Copy out exactly the lines from the first line of the material below through the line containing "applied. Nothing runs", and nothing beyond them.

Input for this task:
Start of Block
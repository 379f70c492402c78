use crate::cgroup::ResourceGroup;
use crate::limits::ResourceLimits;
use crate::process::ProcessHandle;
use crate::RuntimeError;
use std::path::{Path, PathBuf};
use std::sync::Arc;

/// Where a container's standard streams go.
#[derive(Debug, Clone, Copy, PartialEq, Eq, Default)]
pub enum StdioMode {
    /// Share the daemon's streams.
    Inherit,
    #[default]
    Null,
    /// stdin/stdout piped for the attach relay; stderr folded into stdout.
    Piped,
}

/// Everything needed to launch one container init process.
#[derive(Debug, Clone, PartialEq, Eq)]
pub struct LaunchSpec {
    pub command: String,
    pub args: Vec<String>,
    pub hostname: String,
    /// Root filesystem to chroot into; `None` runs against the host tree.
    pub rootfs: Option<PathBuf>,
    pub stdio: StdioMode,
}

impl LaunchSpec {
    pub fn new(command: impl Into<String>, args: Vec<String>, hostname: impl Into<String>) -> Self {
        Self {
            command: command.into(),
            args,
            hostname: hostname.into(),
            rootfs: None,
            stdio: StdioMode::default(),
        }
    }
}

/// Kernel-facing operations a container needs: resource groups and
/// namespaced process launch.
pub trait IsolationProvider: Send + Sync {
    fn name(&self) -> &str;

    /// Create the group for `group` with every limit applied. Nothing runs
    /// in it yet.
    fn enroll(&self, group: &str, limits: &ResourceLimits) -> Result<ResourceGroup, RuntimeError>;

    /// Tear the group down. Best effort and idempotent.
    fn release(&self, group: &ResourceGroup);

    /// Start `spec` inside fresh namespaces, confined to `group` before the
    /// command gets to run.
    fn spawn(
        &self,
        spec: &LaunchSpec,
        group: &ResourceGroup,
    ) -> Result<Box<dyn ProcessHandle>, RuntimeError>;
}

pub fn select_provider(
    name: &str,
    cgroup_root: &Path,
) -> Result<Arc<dyn IsolationProvider>, RuntimeError> {
    match name {
        "namespace" => Ok(Arc::new(crate::namespace::NamespaceProvider::new(
            cgroup_root,
        ))),
        "mock" => Ok(Arc::new(crate::mock::MockProvider::new())),
        other => Err(RuntimeError::Namespace(format!(
            "unknown isolation provider '{other}'"
        ))),
    }
}
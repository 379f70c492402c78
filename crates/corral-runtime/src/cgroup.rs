use crate::limits::ResourceLimits;
use crate::process::{parse_pids, send_signal};
use crate::RuntimeError;
use serde::{Deserialize, Serialize};
use std::fs;
use std::io::{self, Write};
use std::path::{Path, PathBuf};
use std::thread;
use std::time::Duration;
use tracing::{debug, info, warn};

pub const CGROUP_PROCS: &str = "cgroup.procs";
pub const CGROUP_KILL: &str = "cgroup.kill";
pub const CGROUP_SUBTREE_CONTROL: &str = "cgroup.subtree_control";
pub const DEFAULT_CGROUP_ROOT: &str = "/sys/fs/cgroup/corral";

const CONTROLLERS: &str = "+cpu +memory +pids";
const RELEASE_RETRIES: u32 = 5;
const RELEASE_BACKOFF: Duration = Duration::from_millis(50);

/// A per-container cgroup v2 directory.
#[derive(Debug, Clone, PartialEq, Eq, Serialize, Deserialize)]
pub struct ResourceGroup {
    name: String,
    path: PathBuf,
}

impl ResourceGroup {
    pub fn new(name: impl Into<String>, path: impl Into<PathBuf>) -> Self {
        Self {
            name: name.into(),
            path: path.into(),
        }
    }

    pub fn name(&self) -> &str {
        &self.name
    }

    pub fn path(&self) -> &Path {
        &self.path
    }

    pub fn procs_path(&self) -> PathBuf {
        self.path.join(CGROUP_PROCS)
    }

    pub fn members(&self) -> io::Result<Vec<u32>> {
        fs::read_to_string(self.procs_path()).map(|c| parse_pids(&c))
    }

    /// Send `signal` to every process in the group. Returns how many were
    /// signalled.
    pub fn signal_members(&self, signal: i32) -> Result<usize, RuntimeError> {
        let members = self
            .members()
            .map_err(|e| resource_io("list members of", &self.path, &e))?;
        for pid in &members {
            send_signal(*pid, signal)?;
        }
        Ok(members.len())
    }
}

/// Manages resource groups below a single cgroup v2 subtree.
#[derive(Debug, Clone)]
pub struct CgroupController {
    root: PathBuf,
}

impl Default for CgroupController {
    fn default() -> Self {
        Self::new(DEFAULT_CGROUP_ROOT)
    }
}

impl CgroupController {
    pub fn new(root: impl Into<PathBuf>) -> Self {
        Self { root: root.into() }
    }

    pub fn root(&self) -> &Path {
        &self.root
    }

    pub fn group(&self, name: &str) -> ResourceGroup {
        ResourceGroup::new(name, self.root.join(name))
    }

    /// Create the group and write every limit before anything joins it.
    pub fn enroll(&self, name: &str, limits: &ResourceLimits) -> Result<ResourceGroup, RuntimeError> {
        limits.validate()?;
        if name.is_empty() || name.contains('/') || name == "." || name == ".." {
            return Err(RuntimeError::Resource(format!("invalid group name: {name:?}")));
        }

        fs::create_dir_all(&self.root).map_err(|e| resource_io("create", &self.root, &e))?;
        if let Some(parent) = self.root.parent() {
            enable_controllers(parent);
        }
        enable_controllers(&self.root);

        let group = self.group(name);
        fs::create_dir(group.path()).map_err(|e| resource_io("create", group.path(), &e))?;

        if let Err(e) = write_limits(group.path(), limits) {
            self.release(&group);
            return Err(e);
        }

        info!(
            "enrolled group {name}: memory.max={} pids.max={} cpu.weight={}",
            limits.memory_max(),
            limits.pids_max_value(),
            limits.cpu_weight()
        );
        Ok(group)
    }

    pub fn attach(&self, group: &ResourceGroup, pid: u32) -> Result<(), RuntimeError> {
        write_cgroup_file(&group.procs_path(), &pid.to_string())
            .map_err(|e| resource_io("attach pid to", group.path(), &e))?;
        debug!("attached pid {pid} to group {}", group.name());
        Ok(())
    }

    /// Remove the group. Never fails: an already-removed group is fine, a
    /// busy one is killed and retried, anything else is logged.
    pub fn release(&self, group: &ResourceGroup) {
        let path = group.path();
        let mut attempt = 0;
        loop {
            match fs::remove_dir(path) {
                Ok(()) => {
                    debug!("released group {}", group.name());
                    return;
                }
                Err(e) if e.kind() == io::ErrorKind::NotFound => {
                    debug!("group {} already released", group.name());
                    return;
                }
                Err(e) if e.raw_os_error() == Some(libc::EBUSY) && attempt < RELEASE_RETRIES => {
                    attempt += 1;
                    debug!(
                        "group {} busy, killing members (attempt {attempt})",
                        group.name()
                    );
                    if let Err(e) = write_cgroup_file(&path.join(CGROUP_KILL), "1") {
                        debug!("cgroup.kill for {} failed: {e}", group.name());
                    }
                    thread::sleep(RELEASE_BACKOFF * attempt);
                }
                Err(e) if e.raw_os_error() == Some(libc::ENOTEMPTY) => {
                    // Plain directories (no cgroupfs) still carry limit files.
                    if let Err(e) = fs::remove_dir_all(path) {
                        warn!("failed to remove group {}: {e}", group.name());
                    }
                    return;
                }
                Err(e) => {
                    warn!("failed to remove group {}: {e}", group.name());
                    return;
                }
            }
        }
    }
}

fn resource_io(action: &str, path: &Path, e: &io::Error) -> RuntimeError {
    RuntimeError::Resource(format!("failed to {action} {}: {e}", path.display()))
}

fn write_limits(dir: &Path, limits: &ResourceLimits) -> Result<(), RuntimeError> {
    let files = [
        ("pids.max", limits.pids_max_value()),
        ("memory.max", limits.memory_max()),
        ("cpu.weight", limits.cpu_weight().to_string()),
        ("cpu.max", limits.cpu_max()),
    ];
    for (file, value) in &files {
        let path = dir.join(file);
        write_cgroup_file(&path, value).map_err(|e| resource_io("write", &path, &e))?;
    }
    Ok(())
}

/// Best effort: delegating controllers can fail on hosts that already did it
/// or never will. Files that don't exist are left alone.
fn enable_controllers(dir: &Path) {
    let path = dir.join(CGROUP_SUBTREE_CONTROL);
    match fs::OpenOptions::new().write(true).open(&path) {
        Ok(mut file) => {
            if let Err(e) = file.write_all(CONTROLLERS.as_bytes()) {
                debug!("enabling controllers in {} failed: {e}", path.display());
            }
        }
        Err(e) => debug!("no subtree control at {}: {e}", path.display()),
    }
}

fn write_cgroup_file(path: &Path, data: &str) -> io::Result<()> {
    fs::OpenOptions::new()
        .create(true)
        .write(true)
        .truncate(true)
        .open(path)?
        .write_all(data.as_bytes())
}
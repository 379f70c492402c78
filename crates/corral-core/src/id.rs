use std::sync::atomic::{AtomicU64, Ordering};
use std::time::{SystemTime, UNIX_EPOCH};
use tracing::warn;

static LAST_ID: AtomicU64 = AtomicU64::new(0);
const MAX_PLAUSIBLE_ID: u64 = i64::MAX as u64;

/// A fresh container id: wall-clock nanoseconds in hex, bumped so that ids
/// handed out by one process are strictly increasing even when the clock
/// stalls or steps back.
pub fn generate_id() -> String {
    let now = SystemTime::now()
        .duration_since(UNIX_EPOCH)
        .map_or(0, |d| d.as_nanos() as u64);
    let mut last = LAST_ID.load(Ordering::Relaxed);
    loop {
        let candidate = now.max(last.saturating_add(1));
        match LAST_ID.compare_exchange_weak(last, candidate, Ordering::SeqCst, Ordering::Relaxed) {
            Ok(_) => return format!("{candidate:016x}"),
            Err(actual) => last = actual,
        }
    }
}

/// Make sure ids generated from now on sort after `id`. Called for every
/// container recovered from disk.
pub fn observe(id: &str) {
    let Ok(value) = u64::from_str_radix(id, 16) else {
        return;
    };
    // The clock will not reach this until 2262; anything above was not ours.
    if value > MAX_PLAUSIBLE_ID {
        warn!("ignoring implausible container id {id}");
        return;
    }
    LAST_ID.fetch_max(value, Ordering::SeqCst);
}

/// Ids are lowercase hex; anything else never came from `generate_id`.
pub fn is_valid_id(id: &str) -> bool {
    !id.is_empty() && id.len() <= 32 && id.bytes().all(|b| matches!(b, b'0'..=b'9' | b'a'..=b'f'))
}

#[cfg(test)]
mod tests {
    use super::*;
    use std::collections::HashSet;
    use std::thread;

    #[test]
    fn observed_ids_are_never_reissued() {
        observe("7fffffffffffffff");
        let next = generate_id();
        assert!(next.as_str() > "7fffffffffffffff", "{next}");
    }

    #[test]
    fn implausible_observed_id_cannot_exhaust_the_space() {
        observe("ffffffffffffffff");
        let a = generate_id();
        let b = generate_id();
        assert!(a < b, "{a} {b}");
        assert!(!a.starts_with('f'), "{a}");
    }

    #[test]
    fn ids_strictly_increase() {
        let a = generate_id();
        let b = generate_id();
        let c = generate_id();
        assert!(a < b && b < c, "{a} {b} {c}");
    }

    #[test]
    fn ids_are_unique_across_threads() {
        let handles: Vec<_> = (0..8)
            .map(|_| thread::spawn(|| (0..200).map(|_| generate_id()).collect::<Vec<_>>()))
            .collect();
        let mut seen = HashSet::new();
        for h in handles {
            for id in h.join().unwrap() {
                assert!(seen.insert(id));
            }
        }
        assert_eq!(seen.len(), 1600);
    }

    #[test]
    fn generated_ids_validate() {
        assert!(is_valid_id(&generate_id()));
        assert!(!is_valid_id(""));
        assert!(!is_valid_id("../etc"));
        assert!(!is_valid_id("ABC"));
    }
}
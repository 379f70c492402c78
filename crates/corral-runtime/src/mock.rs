use crate::cgroup::ResourceGroup;
use crate::limits::ResourceLimits;
use crate::process::{ExitOutcome, ProcessHandle, ProcessIo};
use crate::provider::{IsolationProvider, LaunchSpec, StdioMode};
use crate::RuntimeError;
use std::collections::HashMap;
use std::io;
use std::sync::{Arc, Condvar, Mutex, MutexGuard};
use std::thread;
use std::time::Duration;

const FIRST_MOCK_PID: u32 = 40_000;

/// One recorded provider call.
#[derive(Debug, Clone, PartialEq, Eq)]
pub enum MockCall {
    Enroll(String),
    Release(String),
    Spawn { group: String, command: String },
}

#[derive(Default)]
struct MockState {
    calls: Vec<MockCall>,
    fail_enroll: Option<String>,
    fail_spawn: Option<String>,
    spawn_delay: Option<Duration>,
    ignore_sigterm: bool,
    next_pid: u32,
    processes: HashMap<String, MockProcess>,
}

/// In-memory provider: no kernel objects, every call recorded.
#[derive(Default)]
pub struct MockProvider {
    state: Mutex<MockState>,
}

impl MockProvider {
    pub fn new() -> Self {
        Self::default()
    }

    fn lock(&self) -> MutexGuard<'_, MockState> {
        // A panicking test thread must not hide the calls recorded so far.
        self.state
            .lock()
            .unwrap_or_else(std::sync::PoisonError::into_inner)
    }

    /// Make the next `enroll` calls fail with `message`.
    pub fn fail_enroll(&self, message: &str) {
        self.lock().fail_enroll = Some(message.to_owned());
    }

    /// Make the next `spawn` calls fail with `message`.
    pub fn fail_spawn(&self, message: &str) {
        self.lock().fail_spawn = Some(message.to_owned());
    }

    /// Delay every `spawn` by `delay`.
    pub fn set_spawn_delay(&self, delay: Duration) {
        self.lock().spawn_delay = Some(delay);
    }

    /// Processes spawned afterwards only react to SIGKILL.
    pub fn ignore_sigterm(&self) {
        self.lock().ignore_sigterm = true;
    }

    pub fn calls(&self) -> Vec<MockCall> {
        self.lock().calls.clone()
    }

    pub fn release_count(&self, group: &str) -> usize {
        self.lock()
            .calls
            .iter()
            .filter(|c| matches!(c, MockCall::Release(g) if g == group))
            .count()
    }

    pub fn spawn_count(&self) -> usize {
        self.lock()
            .calls
            .iter()
            .filter(|c| matches!(c, MockCall::Spawn { .. }))
            .count()
    }

    /// Groups enrolled and not yet released.
    pub fn live_groups(&self) -> Vec<String> {
        let state = self.lock();
        let mut live: Vec<String> = Vec::new();
        for call in &state.calls {
            match call {
                MockCall::Enroll(g) => live.push(g.clone()),
                MockCall::Release(g) => live.retain(|l| l != g),
                MockCall::Spawn { .. } => {}
            }
        }
        live
    }

    /// The process spawned for `group`, for driving it from a test.
    pub fn process(&self, group: &str) -> Option<MockProcess> {
        self.lock().processes.get(group).cloned()
    }
}

impl IsolationProvider for MockProvider {
    fn name(&self) -> &'static str {
        "mock"
    }

    fn enroll(&self, group: &str, limits: &ResourceLimits) -> Result<ResourceGroup, RuntimeError> {
        limits.validate()?;
        let mut state = self.lock();
        if let Some(msg) = &state.fail_enroll {
            return Err(RuntimeError::Resource(msg.clone()));
        }
        state.calls.push(MockCall::Enroll(group.to_owned()));
        Ok(ResourceGroup::new(group, format!("/mock/cgroup/{group}")))
    }

    fn release(&self, group: &ResourceGroup) {
        self.lock()
            .calls
            .push(MockCall::Release(group.name().to_owned()));
    }

    fn spawn(
        &self,
        spec: &LaunchSpec,
        group: &ResourceGroup,
    ) -> Result<Box<dyn ProcessHandle>, RuntimeError> {
        let delay = self.lock().spawn_delay;
        if let Some(delay) = delay {
            thread::sleep(delay);
        }

        let mut state = self.lock();
        if let Some(msg) = &state.fail_spawn {
            return Err(RuntimeError::Namespace(msg.clone()));
        }
        state.calls.push(MockCall::Spawn {
            group: group.name().to_owned(),
            command: spec.command.clone(),
        });
        if state.next_pid == 0 {
            state.next_pid = FIRST_MOCK_PID;
        }
        let pid = state.next_pid;
        state.next_pid += 1;

        let output = if spec.stdio == StdioMode::Piped {
            let mut line = spec.args.join(" ");
            line.push('\n');
            Some(line.into_bytes())
        } else {
            None
        };
        let process = MockProcess::new(pid, state.ignore_sigterm, output);
        state
            .processes
            .insert(group.name().to_owned(), process.clone());
        Ok(Box::new(process))
    }
}

#[derive(Default)]
struct ProcState {
    exited: Option<ExitOutcome>,
    signals: Vec<i32>,
    output: Option<Vec<u8>>,
}

/// A fake process. Clones share state, so a test can keep one and make the
/// process "die unexpectedly" while the container owns the other.
///
/// With piped stdio its stdout replays the launch arguments like `echo`.
#[derive(Clone)]
pub struct MockProcess {
    pid: u32,
    ignore_sigterm: bool,
    inner: Arc<(Mutex<ProcState>, Condvar)>,
}

impl MockProcess {
    fn new(pid: u32, ignore_sigterm: bool, output: Option<Vec<u8>>) -> Self {
        let state = ProcState {
            output,
            ..ProcState::default()
        };
        Self {
            pid,
            ignore_sigterm,
            inner: Arc::new((Mutex::new(state), Condvar::new())),
        }
    }

    fn lock(&self) -> MutexGuard<'_, ProcState> {
        self.inner
            .0
            .lock()
            .unwrap_or_else(std::sync::PoisonError::into_inner)
    }

    /// End the process with `outcome` as if it had exited on its own.
    pub fn exit(&self, outcome: ExitOutcome) {
        let mut state = self.lock();
        if state.exited.is_none() {
            state.exited = Some(outcome);
        }
        self.inner.1.notify_all();
    }

    pub fn signals(&self) -> Vec<i32> {
        self.lock().signals.clone()
    }

    pub fn has_exited(&self) -> bool {
        self.lock().exited.is_some()
    }

    fn signal(&self, sig: i32) {
        self.lock().signals.push(sig);
        if sig == libc::SIGKILL || !self.ignore_sigterm {
            self.exit(ExitOutcome::Signal(sig));
        }
    }
}

impl ProcessHandle for MockProcess {
    fn pid(&self) -> u32 {
        self.pid
    }

    fn terminate(&mut self) -> Result<(), RuntimeError> {
        self.signal(libc::SIGTERM);
        Ok(())
    }

    fn kill(&mut self) -> Result<(), RuntimeError> {
        self.signal(libc::SIGKILL);
        Ok(())
    }

    fn wait(&mut self) -> Result<ExitOutcome, RuntimeError> {
        let (lock, cvar) = &*self.inner;
        let mut state = lock
            .lock()
            .unwrap_or_else(std::sync::PoisonError::into_inner);
        loop {
            if let Some(outcome) = state.exited {
                return Ok(outcome);
            }
            state = cvar
                .wait(state)
                .unwrap_or_else(std::sync::PoisonError::into_inner);
        }
    }

    fn try_wait(&mut self) -> Result<Option<ExitOutcome>, RuntimeError> {
        Ok(self.lock().exited)
    }

    fn take_io(&mut self) -> Option<ProcessIo> {
        let output = self.lock().output.take()?;
        Some(ProcessIo {
            stdin: Box::new(io::sink()),
            stdout: Box::new(io::Cursor::new(output)),
        })
    }
}

#[cfg(test)]
mod tests {
    use super::*;
    use std::io::Read;

    fn spec(stdio: StdioMode) -> LaunchSpec {
        let mut spec = LaunchSpec::new("echo", vec!["hello".to_owned(), "world".to_owned()], "c1");
        spec.stdio = stdio;
        spec
    }

    #[test]
    fn records_calls_in_order() {
        let provider = MockProvider::new();
        let group = provider.enroll("c1", &ResourceLimits::default()).unwrap();
        provider.spawn(&spec(StdioMode::Null), &group).unwrap();
        provider.release(&group);

        assert_eq!(
            provider.calls(),
            vec![
                MockCall::Enroll("c1".to_owned()),
                MockCall::Spawn {
                    group: "c1".to_owned(),
                    command: "echo".to_owned()
                },
                MockCall::Release("c1".to_owned()),
            ]
        );
        assert!(provider.live_groups().is_empty());
    }

    #[test]
    fn injected_failures() {
        let provider = MockProvider::new();
        provider.fail_enroll("no cgroup for you");
        assert!(matches!(
            provider.enroll("c1", &ResourceLimits::default()),
            Err(RuntimeError::Resource(_))
        ));

        let provider = MockProvider::new();
        let group = provider.enroll("c1", &ResourceLimits::default()).unwrap();
        provider.fail_spawn("EPERM");
        assert!(provider.spawn(&spec(StdioMode::Null), &group).is_err());
        assert_eq!(provider.live_groups(), vec!["c1".to_owned()]);
    }

    #[test]
    fn terminate_ends_process_unless_ignored() {
        let provider = MockProvider::new();
        let group = provider.enroll("c1", &ResourceLimits::default()).unwrap();
        let mut handle = provider.spawn(&spec(StdioMode::Null), &group).unwrap();
        handle.terminate().unwrap();
        assert_eq!(handle.wait().unwrap(), ExitOutcome::Signal(libc::SIGTERM));

        provider.ignore_sigterm();
        let group = provider.enroll("c2", &ResourceLimits::default()).unwrap();
        let mut stubborn = provider.spawn(&spec(StdioMode::Null), &group).unwrap();
        stubborn.terminate().unwrap();
        assert_eq!(stubborn.try_wait().unwrap(), None);
        stubborn.kill().unwrap();
        assert_eq!(stubborn.wait().unwrap(), ExitOutcome::Signal(libc::SIGKILL));
    }

    #[test]
    fn process_can_die_unexpectedly() {
        let provider = MockProvider::new();
        let group = provider.enroll("c1", &ResourceLimits::default()).unwrap();
        let mut handle = provider.spawn(&spec(StdioMode::Null), &group).unwrap();
        assert_eq!(handle.try_wait().unwrap(), None);

        let control = provider.process("c1").unwrap();
        let waiter = thread::spawn(move || handle.wait().unwrap());
        control.exit(ExitOutcome::Code(137));
        assert_eq!(waiter.join().unwrap(), ExitOutcome::Code(137));
    }

    #[test]
    fn piped_stdout_echoes_args() {
        let provider = MockProvider::new();
        let group = provider.enroll("c1", &ResourceLimits::default()).unwrap();
        let mut handle = provider.spawn(&spec(StdioMode::Piped), &group).unwrap();
        let mut io = handle.take_io().unwrap();
        let mut out = String::new();
        io.stdout.read_to_string(&mut out).unwrap();
        assert_eq!(out, "hello world\n");
        assert!(handle.take_io().is_none());
    }

    #[test]
    fn pids_are_distinct() {
        let provider = MockProvider::new();
        let group = provider.enroll("c1", &ResourceLimits::default()).unwrap();
        let a = provider.spawn(&spec(StdioMode::Null), &group).unwrap();
        let b = provider.spawn(&spec(StdioMode::Null), &group).unwrap();
        assert_ne!(a.pid(), b.pid());
    }
}
#[derive(Debug, Clone, PartialEq, Eq)]
pub struct ContainerConfig {
    pub command: String,
    pub args: Vec<String>,
    pub limits: ResourceLimits,
    pub image: Option<String>,
}

impl ContainerConfig {
    pub fn new(command: impl Into<String>, args: Vec<String>) -> Self {
        Self {
            command: command.into(),
            args,
            limits: ResourceLimits::default(),
            image: None,
        }
    }
}

/// Read-only snapshot returned by `inspect` and `list`.
#[derive(Debug, Clone, PartialEq, Eq, Serialize, Deserialize)]
pub struct ContainerInfo {
    pub id: String,
    pub command: String,
    pub args: Vec<String>,
    pub pid: Option<u32>,
    pub state: ContainerState,
    pub rootfs: Option<PathBuf>,
    pub image: Option<String>,
    pub created_at: String,
    #[serde(default, skip_serializing_if = "Option::is_none")]
    pub exit: Option<ExitOutcome>,
}

impl ContainerInfo {
    pub fn command_line(&self) -> String {
        command_line(&self.command, &self.args)
    }
}

fn command_line(command: &str, args: &[String]) -> String {
    if args.is_empty() {
        command.to_owned()
    } else {
        format!("{command} {}", args.join(" "))
    }
}

fn now() -> String {
    chrono::Utc::now().to_rfc3339()
}

struct Status {
    state: ContainerState,
    pid: Option<u32>,
    rootfs: Option<PathBuf>,
    group: Option<ResourceGroup>,
    exit: Option<ExitOutcome>,
    updated_at: String,
}

#[derive(Default)]
struct Supervision {
    process: Option<Box<dyn ProcessHandle>>,
    /// Piped stdio, detached from the handle so a reaped process keeps its
    /// buffered output for a late attach.
    io: Option<ProcessIo>,
}

/// One isolated process and its state machine.
///
/// Two locks: `supervision` serializes start/kill/reap and owns the process
/// handle; `status` holds the observable fields and is only ever held for a
/// copy, so `inspect` never waits behind a slow start. Lock order is
/// supervision, then status.
pub struct Container {
    id: String,
    config: ContainerConfig,
    created_at: String,
    provider: Arc<dyn IsolationProvider>,
    store: ContainerStore,
    status: Mutex<Status>,
    supervision: Mutex<Supervision>,
}

impl std::fmt::Debug for Container {
    fn fmt(&self, f: &mut std::fmt::Formatter<'_>) -> std::fmt::Result {
        f.debug_struct("Container")
            .field("id", &self.id)
            .field("config", &self.config)
            .finish_non_exhaustive()
    }
}
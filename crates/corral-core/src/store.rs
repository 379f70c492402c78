use crate::id::is_valid_id;
use crate::lifecycle::ContainerState;
use crate::CoreError;
use corral_runtime::{ExitOutcome, ResourceGroup, ResourceLimits};
use serde::{Deserialize, Serialize};
use std::fs::{self, File};
use std::io::{self, Write};
use std::path::{Path, PathBuf};
use tempfile::NamedTempFile;
use tracing::warn;

const RECORD_FILE: &str = "config.json";
const ROOTFS_DIR: &str = "rootfs";

/// Persisted view of one container, rewritten on every state change.
#[derive(Debug, Clone, Serialize, Deserialize, PartialEq, Eq)]
pub struct ContainerRecord {
    pub id: String,
    pub command: String,
    #[serde(default)]
    pub args: Vec<String>,
    #[serde(default, skip_serializing_if = "Option::is_none")]
    pub image: Option<String>,
    #[serde(default, skip_serializing_if = "Option::is_none")]
    pub rootfs: Option<PathBuf>,
    #[serde(default)]
    pub pid: Option<u32>,
    pub state: ContainerState,
    #[serde(default)]
    pub limits: ResourceLimits,
    #[serde(default, skip_serializing_if = "Option::is_none")]
    pub group: Option<ResourceGroup>,
    #[serde(default, skip_serializing_if = "Option::is_none")]
    pub exit: Option<ExitOutcome>,
    pub created_at: String,
    pub updated_at: String,
}

/// `<state_dir>/containers/<id>/{config.json,rootfs/}`
#[derive(Debug, Clone)]
pub struct ContainerStore {
    root: PathBuf,
}

impl ContainerStore {
    pub fn new(state_dir: impl AsRef<Path>) -> Self {
        Self {
            root: state_dir.as_ref().join("containers"),
        }
    }

    pub fn root(&self) -> &Path {
        &self.root
    }

    pub fn container_dir(&self, id: &str) -> PathBuf {
        self.root.join(id)
    }

    pub fn rootfs_path(&self, id: &str) -> PathBuf {
        self.container_dir(id).join(ROOTFS_DIR)
    }

    pub fn put(&self, record: &ContainerRecord) -> Result<(), CoreError> {
        let dir = self.container_dir(&record.id);
        fs::create_dir_all(&dir)?;
        let content = serde_json::to_string_pretty(record)?;

        let mut tmp = NamedTempFile::new_in(&dir)?;
        tmp.write_all(content.as_bytes())?;
        tmp.as_file().sync_all()?;
        tmp.persist(dir.join(RECORD_FILE))
            .map_err(|e| CoreError::Io(e.error))?;
        fsync_dir(&dir)?;
        Ok(())
    }

    pub fn get(&self, id: &str) -> Result<ContainerRecord, CoreError> {
        let path = self.container_dir(id).join(RECORD_FILE);
        let content = match fs::read_to_string(&path) {
            Ok(c) => c,
            Err(e) if e.kind() == io::ErrorKind::NotFound => {
                return Err(CoreError::NotFound(id.to_owned()));
            }
            Err(e) => return Err(e.into()),
        };
        Ok(serde_json::from_str(&content)?)
    }

    /// Delete the record together with the container's rootfs.
    pub fn remove(&self, id: &str) -> Result<(), CoreError> {
        match fs::remove_dir_all(self.container_dir(id)) {
            Ok(()) => Ok(()),
            Err(e) if e.kind() == io::ErrorKind::NotFound => Ok(()),
            Err(e) => Err(e.into()),
        }
    }

    /// Every readable record, sorted by id. Corrupt entries are skipped.
    pub fn list(&self) -> Result<Vec<ContainerRecord>, CoreError> {
        if !self.root.exists() {
            return Ok(Vec::new());
        }
        let mut results = Vec::new();
        for entry in fs::read_dir(&self.root)? {
            let entry = entry?;
            if !entry.file_type()?.is_dir() {
                continue;
            }
            let name = entry.file_name();
            let Some(id) = name.to_str().filter(|n| is_valid_id(n)) else {
                continue;
            };
            match self.get(id) {
                Ok(record) => results.push(record),
                Err(e) => warn!("skipping unreadable container record '{id}': {e}"),
            }
        }
        results.sort_by(|a, b| a.id.cmp(&b.id));
        Ok(results)
    }
}

fn fsync_dir(dir: &Path) -> io::Result<()> {
    File::open(dir)?.sync_all()
}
End of Block
The answer:
repository 379f70c492402c78
use crate::cgroup::ResourceGroup;
use crate::limits::ResourceLimits;
use crate::process::ProcessHandle;
use crate::RuntimeError;
use std::path::{Path, PathBuf};
use std::sync::Arc;

/// Where a container's standard streams go.
#[derive(Debug, Clone, Copy, PartialEq, Eq, Default)]
pub enum StdioMode {
    /// Share the daemon's streams.
    Inherit,
    #[default]
    Null,
    /// stdin/stdout piped for the attach relay; stderr folded into stdout.
    Piped,
}

/// Everything needed to launch one container init process.
#[derive(Debug, Clone, PartialEq, Eq)]
pub struct LaunchSpec {
    pub command: String,
    pub args: Vec<String>,
    pub hostname: String,
    /// Root filesystem to chroot into; `None` runs against the host tree.
    pub rootfs: Option<PathBuf>,
    pub stdio: StdioMode,
}

impl LaunchSpec {
    pub fn new(command: impl Into<String>, args: Vec<String>, hostname: impl Into<String>) -> Self {
        Self {
            command: command.into(),
            args,
            hostname: hostname.into(),
            rootfs: None,
            stdio: StdioMode::default(),
        }
    }
}

/// Kernel-facing operations a container needs: resource groups and
/// namespaced process launch.
pub trait IsolationProvider: Send + Sync {
    fn name(&self) -> &str;

    /// Create the group for `group` with every limit applied. Nothing runs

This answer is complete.